Protecting healthcare sharing ministries


COLUMBUS — State Representative Angie King (R-Celina) has introduced legislation protecting health care sharing ministries within Ohio borders. While traditional health insurance is most common and meets the needs of many, it is not the only way to pay for health care. Health care sharing is one of those options. Health Care Sharing Ministries (HCSM) are faith-based, non-profit membership organizations that facilitate the sharing of medical expenses among their members.

King’s legislation, known as the Health Care Sharing Ministries Freedom to Share Act, will ensure that HCSMs are recognized as religious charities rather than insurance companies. The bill, which has been adopted by 33 other states, ensures HCSMs are rightfully regulated as charities under the authority of the Attorney General rather than the Department of Insurance.

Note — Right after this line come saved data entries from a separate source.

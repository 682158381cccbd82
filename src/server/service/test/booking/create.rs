use super::*;
use crate::server::data::business_client::BusinessClientRepository;

/// Tests booking a free slot inside opening hours.
///
/// Expected: Ok with a PENDING booking lasting the service duration and the client
/// recorded as a client of the business
#[tokio::test]
async fn creates_pending_booking() -> Result<(), AppError> {
    let test = TestBuilder::new().with_booking_tables().build().await.unwrap();
    let db = test.db.as_ref().unwrap();

    let shop = factory::helpers::create_business_with_dependencies(db).await?;
    let client = factory::create_user(db).await?;

    let booking = BookingService::new(db)
        .create(request(&shop, client.id, tomorrow_at(10)))
        .await?;

    assert_eq!(booking.status, BookingStatus::Pending);
    assert_eq!(booking.end_time - booking.start_time, Duration::minutes(30));
    assert!(!booking.is_paid);

    let clients = BusinessClientRepository::new(db)
        .get_by_business(shop.business.id)
        .await?;
    assert_eq!(clients.len(), 1);
    assert_eq!(clients[0].client.id, client.id);

    Ok(())
}

/// Tests that an overlapping booking for the same worker is rejected.
///
/// Expected: Err(BadRequest) with the slot message
#[tokio::test]
async fn rejects_overlapping_slot() -> Result<(), AppError> {
    let test = TestBuilder::new().with_booking_tables().build().await.unwrap();
    let db = test.db.as_ref().unwrap();

    let shop = factory::helpers::create_business_with_dependencies(db).await?;
    let client = factory::create_user(db).await?;
    factory::create_booking(db, &shop.service, shop.worker.id, client.id).await?;

    let result = BookingService::new(db)
        .create(request(
            &shop,
            client.id,
            tomorrow_at(10) + Duration::minutes(15),
        ))
        .await;

    match result {
        Err(AppError::BadRequest(msg)) => {
            assert_eq!(msg, "The selected time slot is no longer available")
        }
        other => panic!("expected BadRequest, got {:?}", other),
    }

    Ok(())
}

/// Tests that a slot starting exactly when another ends is accepted.
///
/// Expected: Ok
#[tokio::test]
async fn allows_back_to_back_booking() -> Result<(), AppError> {
    let test = TestBuilder::new().with_booking_tables().build().await.unwrap();
    let db = test.db.as_ref().unwrap();

    let shop = factory::helpers::create_business_with_dependencies(db).await?;
    let client = factory::create_user(db).await?;
    factory::create_booking(db, &shop.service, shop.worker.id, client.id).await?;

    let result = BookingService::new(db)
        .create(request(
            &shop,
            client.id,
            tomorrow_at(10) + Duration::minutes(30),
        ))
        .await;

    assert!(result.is_ok());

    Ok(())
}

/// Tests that a cancelled booking frees its slot.
///
/// Expected: Ok
#[tokio::test]
async fn cancelled_booking_does_not_block() -> Result<(), AppError> {
    let test = TestBuilder::new().with_booking_tables().build().await.unwrap();
    let db = test.db.as_ref().unwrap();

    let shop = factory::helpers::create_business_with_dependencies(db).await?;
    let client = factory::create_user(db).await?;
    factory::booking::BookingFactory::new(db, &shop.service, shop.worker.id, client.id)
        .status("CANCELLED")
        .build()
        .await?;

    let result = BookingService::new(db)
        .create(request(&shop, client.id, tomorrow_at(10)))
        .await;

    assert!(result.is_ok());

    Ok(())
}

/// Tests rejecting a start time in the past.
///
/// Expected: Err(BadRequest)
#[tokio::test]
async fn rejects_past_start() -> Result<(), AppError> {
    let test = TestBuilder::new().with_booking_tables().build().await.unwrap();
    let db = test.db.as_ref().unwrap();

    let shop = factory::helpers::create_business_with_dependencies(db).await?;
    let client = factory::create_user(db).await?;

    let result = BookingService::new(db)
        .create(request(&shop, client.id, tomorrow_at(10) - Duration::days(2)))
        .await;

    assert!(matches!(result, Err(AppError::BadRequest(_))));

    Ok(())
}

/// Tests rejecting a booking that ends after closing time.
///
/// Default hours are 09:00-18:00; a 30 minute service at 17:45 ends at 18:15.
///
/// Expected: Err(BadRequest)
#[tokio::test]
async fn rejects_booking_past_closing() -> Result<(), AppError> {
    let test = TestBuilder::new().with_booking_tables().build().await.unwrap();
    let db = test.db.as_ref().unwrap();

    let shop = factory::helpers::create_business_with_dependencies(db).await?;
    let client = factory::create_user(db).await?;

    let result = BookingService::new(db)
        .create(request(
            &shop,
            client.id,
            tomorrow_at(17) + Duration::minutes(45),
        ))
        .await;

    match result {
        Err(AppError::BadRequest(msg)) => {
            assert_eq!(msg, "The selected time is outside business hours")
        }
        other => panic!("expected BadRequest, got {:?}", other),
    }

    Ok(())
}

/// Tests rejecting a service offered by another business.
///
/// Expected: Err(BadRequest)
#[tokio::test]
async fn rejects_service_of_other_business() -> Result<(), AppError> {
    let test = TestBuilder::new().with_booking_tables().build().await.unwrap();
    let db = test.db.as_ref().unwrap();

    let shop = factory::helpers::create_business_with_dependencies(db).await?;
    let other = factory::helpers::create_business_with_dependencies(db).await?;
    let client = factory::create_user(db).await?;

    let mut req = request(&shop, client.id, tomorrow_at(10));
    req.service_id = other.service.id;

    let result = BookingService::new(db).create(req).await;

    assert!(matches!(result, Err(AppError::BadRequest(_))));

    Ok(())
}

/// Tests rejecting an inactive service.
///
/// Expected: Err(BadRequest)
#[tokio::test]
async fn rejects_inactive_service() -> Result<(), AppError> {
    let test = TestBuilder::new().with_booking_tables().build().await.unwrap();
    let db = test.db.as_ref().unwrap();

    let shop = factory::helpers::create_business_with_dependencies(db).await?;
    let retired = factory::service::ServiceFactory::new(db, shop.business.id)
        .active(false)
        .build()
        .await?;
    let client = factory::create_user(db).await?;

    let mut req = request(&shop, client.id, tomorrow_at(10));
    req.service_id = retired.id;

    let result = BookingService::new(db).create(req).await;

    assert!(matches!(result, Err(AppError::BadRequest(_))));

    Ok(())
}

/// Tests rejecting a worker employed elsewhere and an unknown worker.
///
/// Expected: Err(BadRequest) and Err(NotFound)
#[tokio::test]
async fn rejects_foreign_or_missing_worker() -> Result<(), AppError> {
    let test = TestBuilder::new().with_booking_tables().build().await.unwrap();
    let db = test.db.as_ref().unwrap();

    let shop = factory::helpers::create_business_with_dependencies(db).await?;
    let other = factory::helpers::create_business_with_dependencies(db).await?;
    let client = factory::create_user(db).await?;
    let service = BookingService::new(db);

    let mut req = request(&shop, client.id, tomorrow_at(10));
    req.worker_id = other.worker.id;
    assert!(matches!(
        service.create(req).await,
        Err(AppError::BadRequest(_))
    ));

    let mut req = request(&shop, client.id, tomorrow_at(10));
    req.worker_id = 9999;
    assert!(matches!(service.create(req).await, Err(AppError::NotFound(_))));

    Ok(())
}

/// Tests booking at an unknown business.
///
/// Expected: Err(NotFound)
#[tokio::test]
async fn rejects_unknown_business() -> Result<(), AppError> {
    let test = TestBuilder::new().with_booking_tables().build().await.unwrap();
    let db = test.db.as_ref().unwrap();

    let shop = factory::helpers::create_business_with_dependencies(db).await?;
    let client = factory::create_user(db).await?;

    let mut req = request(&shop, client.id, tomorrow_at(10));
    req.business_id = 9999;

    let result = BookingService::new(db).create(req).await;

    assert!(matches!(result, Err(AppError::NotFound(_))));

    Ok(())
}

/// Tests a start time so far ahead that adding the service duration leaves chrono's range.
///
/// Expected: Err(BadRequest)
#[tokio::test]
async fn rejects_start_time_at_end_of_calendar() -> Result<(), AppError> {
    let test = TestBuilder::new().with_booking_tables().build().await.unwrap();
    let db = test.db.as_ref().unwrap();

    let shop = factory::helpers::create_business_with_dependencies(db).await?;
    let client = factory::create_user(db).await?;
    let start_time: chrono::DateTime<Utc> = "+262142-12-31T23:50:00Z".parse().unwrap();

    let result = BookingService::new(db)
        .create(request(&shop, client.id, start_time))
        .await;

    assert!(matches!(result, Err(AppError::BadRequest(_))));

    Ok(())
}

“In the United States 1.7 million people rely on sharing plans, more than 25,000 in Ohio,” said King. “These organizations provide an essential service, helping to cover major medical expenses, while allowing members to hold on to and support their religious and ethical beliefs.”

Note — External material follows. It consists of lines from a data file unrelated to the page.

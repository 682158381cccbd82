use chrono::{DateTime, Utc};

use crate::{model::business::BusinessClientDto, server::model::user::User};

/// Client who has booked at a business at least once.
#[derive(Debug, Clone, PartialEq)]
pub struct BusinessClient {
    pub client: User,
    /// When the client first booked at the business.
    pub client_since: DateTime<Utc>,
}

impl BusinessClient {
    pub fn into_dto(self) -> BusinessClientDto {
        BusinessClientDto {
            id: self.client.id,
            name: self.client.name,
            email: self.client.email,
            phone: self.client.phone,
            client_since: self.client_since,
        }
    }
}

HCSMs are also recognized under the Affordable Care Act and members have been granted an exemption from the requirement to maintain minimum essential medical coverage.

In Ohio, for an organization to identify as an HSCM they must meet the following requirements:

Are organized around and whose members share a common set of ethical or religious beliefs;

Provide the public an annual audit by an independent certified public accounting firm;

Include a written disclaimer on materials that the organization is not an insurance company;

Allows an income tax deduction for contributions made to an HCSM or to other members through an HCSM;

Specifies that HCSM members who are students at a state institution of higher education are exempt from such institution’s health insurance requirement.

The legislation has not yet been assigned to a House committee.